I have given suck, and know

How tender 'tis to love the babe that milks me;

but Goethe is certainly right in thinking that she is made to say this only to lend emphasis to the desperate speech which ensues. Why in King Lear should the Fool vanish with the tempest, nevermore to be thought of or mentioned by Lear

or by Cordelia? Do Timon, Lady Macbeth, and Ophelia kill themselves? And there is 'young Hamlet,' can he really be fat and over thirty? Why does Richard II stop the combat between Bolingbroke and Mowbray? Is Mowbray guilty? Why does Cleopatra flee from battle and Antony? Why do Banquo and Desdemona's Emilia hold their tongues, and the Courts at Forres and Elsinore take so little notice of the remarkable deportment of royalty at functions? And why does Polixenes save his own skin and leave Hermione in the lurch? There is no answer, nor in this world will there be any. These are a few of the oversights or omissions, inconsistencies or improbabilities, in the text, not to be laid at the door of the printer, out of a multitude. Something like a dozen of the sort have been pointed out by Dr Bradley and others in King Lear alone.

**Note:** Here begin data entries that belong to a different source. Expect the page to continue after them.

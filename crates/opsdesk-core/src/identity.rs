use serde::{Deserialize, Serialize};

use crate::session::SessionStore;

/// Display-ready admin identity, derived fresh on every resolution and
/// never persisted.
#[derive(Debug, Clone, PartialEq, Serialize, Deserialize)]
#[serde(rename_all = "camelCase", default)]
pub struct AdminIdentity {
    pub id: i64,
    pub name: String,
    pub email: String,
    pub username: String,
}

impl Default for AdminIdentity {
    fn default() -> Self {
        Self {
            id: 0,
            name: "Administrator".to_string(),
            email: "admin@opsdesk.local".to_string(),
            username: "admin".to_string(),
        }
    }
}

/// Resolve the acting admin's identity for display.
///
/// Reads the stored record directly rather than through the activation
/// policy: a not-yet-active session still has a displayable identity
/// (pending-activation states), and with no record at all the seeded
/// default is returned unchanged. Every branch terminates in a defined
/// identity.
pub fn resolve(store: &SessionStore, default: &AdminIdentity) -> AdminIdentity {
    let Some(record) = store.get() else {
        return default.clone();
    };
    let user = record.user;

    let composed = [user.first_name.trim(), user.last_name.trim()]
        .into_iter()
        .filter(|part| !part.is_empty())
        .collect::<Vec<_>>()
        .join(" ");

    let name = if !composed.is_empty() {
        composed
    } else if !user.username.is_empty() {
        user.username.clone()
    } else {
        default.name.clone()
    };

    let email = if user.mail.is_empty() {
        default.email.clone()
    } else {
        user.mail
    };

    AdminIdentity {
        id: user.id,
        name,
        email,
        username: user.username,
    }
}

Such are the fruits of freedom-defects due to rapid and careless workmanship (for, as several critics have observed, Shakespeare was little troubled by the literary conscience), and to a concern for immediate effect which at times becomes no more than a concern for the momentary. And as for the quibbles and rant-'his comick wit, as Dryden puts it, 'degenerating into clenches, his serious swelling into bombast,'-though his audience delighted in rant and revelled in puns and clenches, it is a delight which he must not have entirely disdained himself. Not for long can a man delight others who is not himself delighted. When we see how frequently he falls into bad taste it seems less improbable that he should not have known that he was one of the greatest of poets. That he was, like many poets, not a sure critic of his own or others' work appears from Hamlet's warm words of praise for the turgid and bombastic lines about Pyrrhus and Hecuba which the Player at his request repeats for him; but it appears more clearly from the prodigal manner in which he heaps imperfections upon perfections in almost every play.